■ **REQUIRED ACTION**
From the material below, list every line containing "launched".

■ **EXERCISE MATERIALS**
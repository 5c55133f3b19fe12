//! Infrastructure implementation of the `ConfigStore` port.

use anyhow::{Context, Result};
use std::path::PathBuf;

use crate::application::ports::ConfigStore;
use crate::domain::config::LogshipConfig;

/// Environment variable overriding the configuration file location.
pub const CONFIG_ENV: &str = "LOGSHIP_CONFIG";

/// Production implementation of `ConfigStore` that uses a YAML file on disk.
pub struct YamlConfigStore;

impl ConfigStore for YamlConfigStore {
    fn load(&self) -> Result<LogshipConfig> {
        let path = self.path()?;
        if !path.exists() {
            return Ok(LogshipConfig::default());
        }
        let content = std::fs::read_to_string(&path)
            .with_context(|| format!("cannot read {}", path.display()))?;
        serde_yaml::from_str(&content).with_context(|| format!("cannot parse {}", path.display()))
    }

    fn save(&self, config: &LogshipConfig) -> Result<()> {
        let path = self.path()?;
        if let Some(parent) = path.parent() {
            std::fs::create_dir_all(parent)
                .with_context(|| format!("cannot create {}", parent.display()))?;
        }
        let content = serde_yaml::to_string(config).context("cannot serialize config")?;
        std::fs::write(&path, content)
            .with_context(|| format!("cannot write {}", path.display()))?;

        #[cfg(unix)]
        {
            use std::os::unix::fs::PermissionsExt;
            std::fs::set_permissions(&path, std::fs::Permissions::from_mode(0o600))
                .with_context(|| format!("cannot set permissions on {}", path.display()))?;
        }
        Ok(())
    }

    fn path(&self) -> Result<PathBuf> {
        if let Ok(val) = std::env::var(CONFIG_ENV) {
            return Ok(PathBuf::from(val));
        }
        let home =
            dirs::home_dir().ok_or_else(|| anyhow::anyhow!("cannot determine home directory"))?;
        Ok(home.join(".logship").join("config.yaml"))
    }
}
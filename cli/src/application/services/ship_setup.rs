//! Application service: the log shipping setup workflow.
//!
//! Imports only from `crate::domain` and `crate::application::ports`.
//! All I/O is routed through injected port traits.
//!
//! Steps run strictly in order and the first failure aborts the run.
//! Nothing already created is rolled back; every step except credential
//! issuance is safe to repeat.

use std::collections::BTreeMap;

use anyhow::{Context, Result};
use serde::Serialize;

use crate::application::ports::{Machines, Platform, ProgressReporter, Prompter};
use crate::application::services::addon::{ProvisionedAddOn, provision_auto_addon};
use crate::application::services::credentials::set_credential_and_deploy;
use crate::application::services::provider_secrets::collect_provider_secrets;
use crate::application::services::shipper_app::{ShipperAppOutcome, ensure_shipper_app};
use crate::application::services::shipper_machine::{MachineOutcome, ensure_shipper_machine};
use crate::domain::config::ShipperConfig;
use crate::domain::{Provider, SecretInput, SetupError, list_providers, lookup};

/// Inputs to `run_setup` beyond the ports.
pub struct SetupOptions<'a> {
    /// Provider slug. `None` asks the operator to choose.
    pub provider: Option<&'a str>,
    /// Provider variable values supplied up front, keyed by variable name.
    pub presets: BTreeMap<String, String>,
    /// Image and region for a new shipper machine.
    pub settings: &'a ShipperConfig,
}

/// What a completed setup run did.
#[derive(Debug, Serialize)]
pub struct SetupReport {
    pub target_app: String,
    pub provider: &'static str,
    #[serde(skip_serializing_if = "Option::is_none")]
    pub addon: Option<ProvisionedAddOn>,
    pub shipper: ShipperAppOutcome,
    pub machine: MachineOutcome,
    /// Secret keys written to the shipper app, in order.
    pub secrets: Vec<String>,
}

/// Configure log shipping for `target_app`.
///
/// 1. Fetch the target app and select a provider.
/// 2. Collect provider secrets (before any mutation, so input failures
///    leave nothing behind).
/// 3. Provision the provider add-on when the provider is automatic.
/// 4. Ensure the organization's shipper app and its machine.
/// 5. Issue a fresh log-read credential, write it and the provider secrets,
///    and restart the shipper.
///
/// # Errors
///
/// Returns the first error raised by any step.
pub async fn run_setup(
    api: &impl Platform,
    machines: &impl Machines,
    prompter: &impl Prompter,
    reporter: &impl ProgressReporter,
    target_app: &str,
    opts: SetupOptions<'_>,
) -> Result<SetupReport> {
    let target = api
        .get_app(target_app)
        .await
        .with_context(|| format!("fetching app {target_app}"))?;

    let provider = select_provider(opts.provider, prompter)?;
    tracing::debug!(provider = provider.slug, auto = provider.auto, "provider selected");
    let mut provider_secrets = collect_provider_secrets(provider, &opts.presets, prompter)?;

    let addon = if provider.auto {
        reporter.step(&format!("provisioning {} add-on...", provider.name));
        let addon = provision_auto_addon(api, &target, provider.slug).await?;
        if addon.created {
            reporter.success(&format!("created add-on {}", addon.name));
        } else {
            reporter.success(&format!("add-on {} already provisioned", addon.name));
        }
        provider_secrets.push(SecretInput::new(
            provider.token_secret_key(),
            addon.token.clone(),
        ));
        Some(addon)
    } else {
        None
    };

    let shipper = ensure_shipper_app(
        api,
        machines,
        opts.settings,
        reporter,
        &target.organization,
    )
    .await?;

    let machine =
        ensure_shipper_machine(api, machines, opts.settings, reporter, shipper.app()).await?;
    let machine = match &shipper {
        ShipperAppOutcome::Created {
            machine: launched @ MachineOutcome::Launched { .. },
            ..
        } => launched.clone(),
        _ => machine,
    };

    let secrets =
        set_credential_and_deploy(api, machines, reporter, shipper.app(), &provider_secrets)
            .await?;

    Ok(SetupReport {
        target_app: target.name,
        provider: provider.slug,
        addon,
        shipper,
        machine,
        secrets,
    })
}

/// Resolve the requested provider, or ask the operator for one.
fn select_provider(
    requested: Option<&str>,
    prompter: &impl Prompter,
) -> Result<&'static Provider> {
    if let Some(slug) = requested {
        return lookup(slug).ok_or_else(|| {
            SetupError::UnknownProvider {
                slug: slug.to_string(),
            }
            .into()
        });
    }

    let providers = list_providers();
    let names: Vec<&str> = providers.iter().map(|p| p.name).collect();
    let index = prompter
        .select("Select a logging provider:", &names)?
        .ok_or(SetupError::SelectionCancelled)?;
    providers
        .get(index)
        .ok_or_else(|| anyhow::anyhow!("provider selection out of range: {index}"))
}
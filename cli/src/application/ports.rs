//! Port trait definitions for the Application layer.
//!
//! Ports are the interfaces (contracts) that infrastructure must fulfill.
//! This file imports only from `crate::domain`; never from `crate::infra`,
//! `crate::commands`, or `crate::output`.
//!
//! Remote ports return `ApiResult`, so services branch on
//! `ApiError::NotFound` by pattern instead of inspecting messages.

use std::path::PathBuf;

use anyhow::Result;

use crate::domain::provider::AddOnType;
use crate::domain::{AddOn, ApiError, AppRef, LaunchRequest, LogshipConfig, Machine, SecretInput};

/// Result type of every remote port.
pub type ApiResult<T> = std::result::Result<T, ApiError>;

// ── Value Types ───────────────────────────────────────────────────────────────

/// Parameters for creating an application.
#[derive(Debug, Clone, PartialEq, Eq)]
pub struct CreateAppInput {
    pub organization_id: String,
    pub role_id: String,
    pub name: String,
    /// Create the app on the machines platform.
    pub machines: bool,
}

/// Parameters for creating a managed add-on.
#[derive(Debug, Clone, PartialEq, Eq)]
pub struct CreateAddOnInput {
    pub organization_id: String,
    pub name: String,
    pub app_id: String,
    pub addon_type: AddOnType,
}

/// Parameters for issuing a scoped access token.
#[derive(Debug, Clone, PartialEq, Eq)]
pub struct AccessTokenRequest {
    pub name: String,
    pub organization_id: String,
    /// Token profile, e.g. `read_organization_apps`.
    pub profile: String,
    /// Extra profile parameters. Unused by the shipper.
    pub profile_params: Option<String>,
    /// Token expiry. Unused by the shipper.
    pub expiry: Option<String>,
}

/// Redeploy behaviour. Redeploys are always restart-only: no image or
/// config change is rolled out.
#[derive(Debug, Clone, Copy, PartialEq, Eq)]
pub struct RedeployOptions {
    /// Do not wait for machines to pass health checks after restart.
    pub skip_health_checks: bool,
}

// ── Platform API Ports ────────────────────────────────────────────────────────

/// Application lookups and creation.
#[allow(async_fn_in_trait)]
pub trait AppDirectory {
    /// Fetch an application by name.
    async fn get_app(&self, name: &str) -> ApiResult<AppRef>;
    /// List applications in an organization tagged with `role`.
    async fn apps_by_role(&self, role: &str, organization_id: &str) -> ApiResult<Vec<AppRef>>;
    /// Create an application.
    async fn create_app(&self, input: &CreateAppInput) -> ApiResult<AppRef>;
}

/// Managed add-on lookups and creation.
#[allow(async_fn_in_trait)]
pub trait AddOnDirectory {
    /// Fetch an add-on by name. Absent add-ons yield `ApiError::NotFound`.
    async fn get_addon(&self, name: &str) -> ApiResult<AddOn>;
    /// Create an add-on.
    async fn create_addon(&self, input: &CreateAddOnInput) -> ApiResult<AddOn>;
}

/// Scoped access-token issuance.
#[allow(async_fn_in_trait)]
pub trait TokenIssuer {
    /// Create a new token and return its value.
    async fn create_limited_access_token(&self, request: &AccessTokenRequest) -> ApiResult<String>;
}

/// Application secret writes.
#[allow(async_fn_in_trait)]
pub trait SecretStore {
    /// Set `secrets` on the application, in order.
    async fn set_secrets(&self, app_id: &str, secrets: &[SecretInput]) -> ApiResult<()>;
}

/// Region discovery.
#[allow(async_fn_in_trait)]
pub trait RegionLocator {
    /// Code of the region nearest to the caller.
    async fn nearest_region(&self) -> ApiResult<String>;
}

/// Composite trait: everything the setup workflow needs from the platform API.
pub trait Platform: AppDirectory + AddOnDirectory + TokenIssuer + SecretStore + RegionLocator {}

impl<T> Platform for T where
    T: AppDirectory + AddOnDirectory + TokenIssuer + SecretStore + RegionLocator
{
}

// ── Compute Ports ─────────────────────────────────────────────────────────────

/// Machine listing.
#[allow(async_fn_in_trait)]
pub trait MachineLister {
    /// List the machines belonging to `app`.
    async fn list_machines(&self, app: &AppRef) -> ApiResult<Vec<Machine>>;
}

/// Machine creation.
#[allow(async_fn_in_trait)]
pub trait MachineLauncher {
    /// Launch one machine for `app`.
    async fn launch_machine(&self, app: &AppRef, request: &LaunchRequest) -> ApiResult<Machine>;
}

/// Deployment trigger.
#[allow(async_fn_in_trait)]
pub trait Deployer {
    /// Restart every machine of `app` so it picks up new secrets.
    async fn redeploy(&self, app: &AppRef, options: RedeployOptions) -> ApiResult<()>;
}

/// Composite trait: machine lifecycle plus deployment.
pub trait Machines: MachineLister + MachineLauncher + Deployer {}

impl<T> Machines for T where T: MachineLister + MachineLauncher + Deployer {}

// ── Progress Reporting Port ───────────────────────────────────────────────────

/// Abstracts progress reporting so services can emit events without
/// depending on the Presentation layer. Sync trait; no async needed.
pub trait ProgressReporter {
    /// Emit an in-progress step message.
    fn step(&self, message: &str);
    /// Emit a success message.
    fn success(&self, message: &str);
    /// Emit a warning message.
    fn warn(&self, message: &str);
}

// ── Prompt Port ───────────────────────────────────────────────────────────────

/// Operator input.
pub trait Prompter {
    /// Single-choice selection. `Ok(None)` means the operator cancelled.
    ///
    /// # Errors
    ///
    /// Returns an error if no terminal is available or input fails.
    fn select(&self, prompt: &str, items: &[&str]) -> Result<Option<usize>>;

    /// Hidden text input for a secret value. `Ok(None)` means input is
    /// unavailable (non-interactive run).
    ///
    /// # Errors
    ///
    /// Returns an error if the terminal prompt fails.
    fn secret(&self, prompt: &str) -> Result<Option<String>>;
}

// ── Config Port ───────────────────────────────────────────────────────────────

/// Abstracts configuration persistence.
pub trait ConfigStore {
    /// Load the configuration, falling back to defaults when absent.
    ///
    /// # Errors
    ///
    /// Returns an error if the file exists but cannot be read or parsed.
    fn load(&self) -> Result<LogshipConfig>;
    /// Persist the configuration.
    ///
    /// # Errors
    ///
    /// Returns an error if the file cannot be written.
    fn save(&self, config: &LogshipConfig) -> Result<()>;
    /// Location of the configuration file.
    ///
    /// # Errors
    ///
    /// Returns an error if the home directory cannot be determined.
    fn path(&self) -> Result<PathBuf>;
}
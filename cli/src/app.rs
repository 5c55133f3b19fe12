//! Application context, the unified state passed to every command handler.

use anyhow::{Context, Result};

use crate::domain::LogshipConfig;
use crate::infra::config::YamlConfigStore;
use crate::infra::graphql::GraphqlClient;
use crate::infra::machines::MachinesClient;
use crate::infra::prompt::DialoguerPrompter;
use crate::output::{HumanRenderer, JsonRenderer, OutputContext, Renderer, TerminalReporter};

/// Output rendering mode.
#[derive(Debug, Clone, Copy, PartialEq, Eq)]
pub enum OutputMode {
    /// Human-readable terminal output (default).
    Human,
    /// Machine-readable JSON output.
    Json,
}

/// Output rendering flags.
pub struct OutputFlags {
    /// Disable ANSI color output.
    pub no_color: bool,
    /// Suppress non-error output.
    pub quiet: bool,
    /// Enable JSON output mode.
    pub json: bool,
}

/// Behaviour flags.
pub struct BehaviourFlags {
    /// Skip interactive prompts (also set by `CI` / `LOGSHIP_YES` env vars).
    pub yes: bool,
    /// Platform API token, if one was supplied.
    pub access_token: Option<String>,
}

/// Flags passed from the top-level CLI to `AppContext::new`.
pub struct AppFlags {
    /// Output rendering options.
    pub output: OutputFlags,
    /// Behaviour options.
    pub behaviour: BehaviourFlags,
}

/// Unified application context passed to every command handler.
pub struct AppContext {
    /// Terminal output context (colors, quiet mode).
    pub output: OutputContext,
    /// Output rendering mode (human vs JSON).
    pub mode: OutputMode,
    /// Configuration file store.
    pub config_store: YamlConfigStore,
    /// When `true`, never prompt; missing input is an error.
    ///
    /// Set when `--yes` / `-y` is passed, or when the `CI` or `LOGSHIP_YES`
    /// environment variables are present.
    pub non_interactive: bool,
    access_token: Option<String>,
}

impl AppContext {
    /// Construct an `AppContext` from top-level CLI flags.
    #[must_use]
    pub fn new(flags: AppFlags) -> Self {
        let ci_env = std::env::var("CI").is_ok() || std::env::var("LOGSHIP_YES").is_ok();
        let non_interactive = flags.behaviour.yes || ci_env;

        let mode = if flags.output.json {
            OutputMode::Json
        } else {
            OutputMode::Human
        };

        // JSON mode keeps stdout parseable.
        let quiet = flags.output.quiet || flags.output.json;

        Self {
            output: OutputContext::new(flags.output.no_color, quiet),
            mode,
            config_store: YamlConfigStore,
            non_interactive,
            access_token: flags
                .behaviour
                .access_token
                .filter(|t| !t.trim().is_empty()),
        }
    }

    /// Returns `true` when JSON output mode is active.
    #[must_use]
    pub fn is_json(&self) -> bool {
        self.mode == OutputMode::Json
    }

    /// Returns the appropriate `Renderer` variant for the current output mode.
    #[must_use]
    pub fn renderer(&self) -> Renderer<'_> {
        match self.mode {
            OutputMode::Human => Renderer::Human(HumanRenderer::new(&self.output)),
            OutputMode::Json => Renderer::Json(JsonRenderer),
        }
    }

    /// Progress reporter bound to this context's terminal output.
    #[must_use]
    pub fn terminal_reporter(&self) -> TerminalReporter<'_> {
        TerminalReporter::new(&self.output)
    }

    /// Operator prompter honouring the non-interactive setting.
    #[must_use]
    pub fn prompter(&self) -> DialoguerPrompter {
        DialoguerPrompter::new(self.non_interactive)
    }

    fn token(&self) -> Result<&str> {
        self.access_token.as_deref().context(
            "No access token available. Set FLY_API_TOKEN or pass --access-token.",
        )
    }

    /// GraphQL platform client built from configuration and the access token.
    ///
    /// # Errors
    ///
    /// Returns an error if no access token is available or the HTTP client
    /// cannot be built.
    pub fn graphql_client(&self, config: &LogshipConfig) -> Result<GraphqlClient> {
        let token = self.token()?;
        GraphqlClient::new(&config.api.graphql_url, token).context("building GraphQL client")
    }

    /// Machines API client built from configuration and the access token.
    ///
    /// # Errors
    ///
    /// Returns an error if no access token is available or the HTTP client
    /// cannot be built.
    pub fn machines_client(&self, config: &LogshipConfig) -> Result<MachinesClient> {
        let token = self.token()?;
        MachinesClient::new(&config.api.machines_url, token).context("building Machines client")
    }
}
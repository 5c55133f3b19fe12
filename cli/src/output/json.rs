//! JSON output helpers.
//!
//! Provides the JSON renderer and the error-object formatter used by all
//! `--json` code paths when a command fails.

use anyhow::{Context, Result};

use crate::application::services::ship_setup::SetupReport;
use crate::domain::{ApiError, ConfigError, LogshipConfig, Provider, SetupError};

/// Renders command results as pretty-printed JSON on stdout.
pub struct JsonRenderer;

impl JsonRenderer {
    /// Render the provider registry.
    ///
    /// # Errors
    ///
    /// Returns an error if JSON serialization fails.
    pub fn render_providers(&self, providers: &[Provider]) -> Result<()> {
        print_json(&serde_json::json!({ "providers": providers }))
    }

    /// Render a setup report.
    ///
    /// # Errors
    ///
    /// Returns an error if JSON serialization fails.
    pub fn render_setup(&self, report: &SetupReport) -> Result<()> {
        print_json(report)
    }

    /// Render the configuration and its location.
    ///
    /// # Errors
    ///
    /// Returns an error if JSON serialization fails.
    pub fn render_config(&self, config: &LogshipConfig, path: &std::path::Path) -> Result<()> {
        print_json(&serde_json::json!({
            "path": path.display().to_string(),
            "config": config,
        }))
    }

    /// Render the CLI version.
    ///
    /// # Errors
    ///
    /// Returns an error if JSON serialization fails.
    pub fn render_version(&self, version: &str) -> Result<()> {
        print_json(&serde_json::json!({ "version": version }))
    }
}

fn print_json(value: &impl serde::Serialize) -> Result<()> {
    let out = serde_json::to_string_pretty(value).context("JSON serialization failed")?;
    println!("{out}");
    Ok(())
}

/// Format a JSON error object.
///
/// Output (pretty-printed):
/// ```json
/// {
///   "error": true,
///   "message": "...",
///   "code": "..."
/// }
/// ```
///
/// # Errors
///
/// Returns an error if JSON serialization fails.
pub fn format_error(message: &str, code: &str) -> Result<String> {
    let obj = serde_json::json!({
        "error": true,
        "message": message,
        "code": code,
    });
    serde_json::to_string_pretty(&obj).context("JSON serialization failed")
}

/// Stable error code for an error chain, used in JSON error objects.
#[must_use]
pub fn error_code(err: &anyhow::Error) -> &'static str {
    if let Some(api) = err.downcast_ref::<ApiError>() {
        return match api {
            ApiError::NotFound(_) => "not_found",
            ApiError::Remote(_) => "remote_failure",
        };
    }
    if err.downcast_ref::<SetupError>().is_some() {
        return "user_input";
    }
    if err.downcast_ref::<ConfigError>().is_some() {
        return "invalid_config";
    }
    "error"
}
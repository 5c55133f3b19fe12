//! Domain layer: pure business logic, types, and validation.
//!
//! This module has zero imports from `crate::infra`, `crate::commands`,
//! `crate::application`, `tokio`, `reqwest`, or `std::fs`.
//! All functions are synchronous and take data in, returning data out.

pub mod config;
pub mod error;
pub mod provider;
pub mod shipper;

pub use config::{LogshipConfig, validate_config_key, validate_config_value};
pub use error::{ApiError, ConfigError, SetupError};
pub use provider::{AddOnType, Provider, addon_type_for, list_providers, lookup, parse_secret_assignment};
pub use shipper::{
    AddOn, AppOrganization, AppRef, GuestSpec, LaunchRequest, Machine, SecretInput,
    addon_name, credential_name, shipper_app_name,
};
//! Provider registry: the static catalog of log-delivery providers.
//!
//! Pure lookups over process-wide immutable tables. No I/O.

use serde::Serialize;

use crate::domain::error::SetupError;

/// A supported log-delivery provider.
#[derive(Debug, Clone, Copy, PartialEq, Eq, Serialize)]
pub struct Provider {
    /// Unique identifier, e.g. `"datadog"`.
    pub slug: &'static str,
    /// Human-readable name shown in the selection prompt.
    pub name: &'static str,
    /// `true` when the provider is provisioned as a managed add-on and needs
    /// no user-supplied credentials.
    pub auto: bool,
    /// Secrets the shipper needs for this provider.
    pub required_vars: &'static [&'static str],
    /// Secrets the shipper accepts but does not need.
    pub optional_vars: &'static [&'static str],
}

impl Provider {
    /// Every variable this provider declares, required first.
    pub fn all_vars(&self) -> impl Iterator<Item = &'static str> {
        self.required_vars
            .iter()
            .chain(self.optional_vars.iter())
            .copied()
    }

    /// Whether `key` is one of this provider's declared variables.
    #[must_use]
    pub fn declares(&self, key: &str) -> bool {
        self.all_vars().any(|v| v == key)
    }

    /// Secret key that carries an automatically provisioned add-on token.
    #[must_use]
    pub fn token_secret_key(&self) -> String {
        format!("{}_TOKEN", self.slug.to_ascii_uppercase())
    }
}

const fn provider(
    slug: &'static str,
    name: &'static str,
    required_vars: &'static [&'static str],
    optional_vars: &'static [&'static str],
) -> Provider {
    Provider {
        slug,
        name,
        auto: false,
        required_vars,
        optional_vars,
    }
}

static PROVIDERS: &[Provider] = &[
    provider(
        "aws_s3",
        "AWS S3",
        &["AWS_BUCKET", "AWS_REGION", "AWS_ACCESS_KEY_ID", "AWS_SECRET_ACCESS_KEY"],
        &["S3_ENDPOINT"],
    ),
    provider("axiom", "Axiom", &["AXIOM_TOKEN", "AXIOM_DATASET"], &[]),
    provider("datadog", "Datadog", &["DATADOG_API_KEY"], &["DATADOG_SITE"]),
    provider(
        "erasearch",
        "Erasearch",
        &["ERASEARCH_URL", "ERASEARCH_INDEX", "ERASEARCH_AUTH"],
        &[],
    ),
    provider(
        "honeycomb",
        "Honeycomb",
        &["HONEYCOMB_API_KEY", "HONEYCOMB_DATASET"],
        &[],
    ),
    provider("http", "HTTP", &["HTTP_URL", "HTTP_TOKEN"], &[]),
    provider("humio", "Humio", &["HUMIO_TOKEN"], &[]),
    provider("mezmo", "Mezmo", &["MEZMO_API_KEY"], &[]),
    provider(
        "logflare",
        "Logflare",
        &["LOGFLARE_API_KEY", "LOGFLARE_SOURCE_TOKEN"],
        &[],
    ),
    Provider {
        slug: "logtail",
        name: "Logtail",
        auto: true,
        required_vars: &[],
        optional_vars: &[],
    },
    provider(
        "loki",
        "Loki",
        &["LOKI_URL", "LOKI_USERNAME", "LOKI_PASSWORD"],
        &[],
    ),
    provider(
        "new_relic",
        "New Relic",
        &["NEW_RELIC_REGION", "NEW_RELIC_ACCOUNT_ID"],
        &["NEW_RELIC_LICENSE_KEY", "NEW_RELIC_INSERT_KEY"],
    ),
    provider(
        "papertrail",
        "Papertrail",
        &["PAPERTRAIL_ENDPOINT"],
        &["PAPERTRAIL_ENCODING_CODEC"],
    ),
    provider(
        "sematext",
        "Sematext",
        &["SEMATEXT_REGION", "SEMATEXT_TOKEN"],
        &[],
    ),
    provider(
        "uptrace",
        "Uptrace",
        &["UPTRACE_API_KEY", "UPTRACE_PROJECT"],
        &["UPTRACE_SINK_INPUT", "UPTRACE_SINK_ENCODING"],
    ),
];

/// Managed add-on types the platform can create.
#[derive(Debug, Clone, Copy, PartialEq, Eq, Serialize)]
#[serde(rename_all = "snake_case")]
pub enum AddOnType {
    Logtail,
    UpstashRedis,
}

impl AddOnType {
    /// Wire name of the add-on type.
    #[must_use]
    pub fn as_str(self) -> &'static str {
        match self {
            Self::Logtail => "logtail",
            Self::UpstashRedis => "upstash_redis",
        }
    }
}

static ADDON_TYPES: &[(&str, AddOnType)] = &[
    ("logtail", AddOnType::Logtail),
    ("upstash_redis", AddOnType::UpstashRedis),
];

/// All providers in display order.
#[must_use]
pub fn list_providers() -> &'static [Provider] {
    PROVIDERS
}

/// Find a provider by slug.
#[must_use]
pub fn lookup(slug: &str) -> Option<&'static Provider> {
    PROVIDERS.iter().find(|p| p.slug == slug)
}

/// Map a provider slug to the add-on type that provisions it.
///
/// Returns `None` for slugs outside the table; callers must reject those
/// rather than fall back to a default type.
#[must_use]
pub fn addon_type_for(slug: &str) -> Option<AddOnType> {
    ADDON_TYPES
        .iter()
        .find(|(s, _)| *s == slug)
        .map(|(_, t)| *t)
}

/// Parse a `KEY=VALUE` secret assignment given on the command line.
///
/// The value may contain `=`; the key may not be empty.
///
/// # Errors
///
/// Returns `SetupError::InvalidSecretAssignment` when there is no `=` or the
/// key is blank.
pub fn parse_secret_assignment(raw: &str) -> Result<(String, String), SetupError> {
    match raw.split_once('=') {
        Some((key, value)) if !key.trim().is_empty() => {
            Ok((key.trim().to_string(), value.to_string()))
        }
        _ => Err(SetupError::InvalidSecretAssignment(raw.to_string())),
    }
}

■ **RESPONSE AREA**
            machine: launched @ MachineOutcome::Launched { .. },
        } => launched.clone(),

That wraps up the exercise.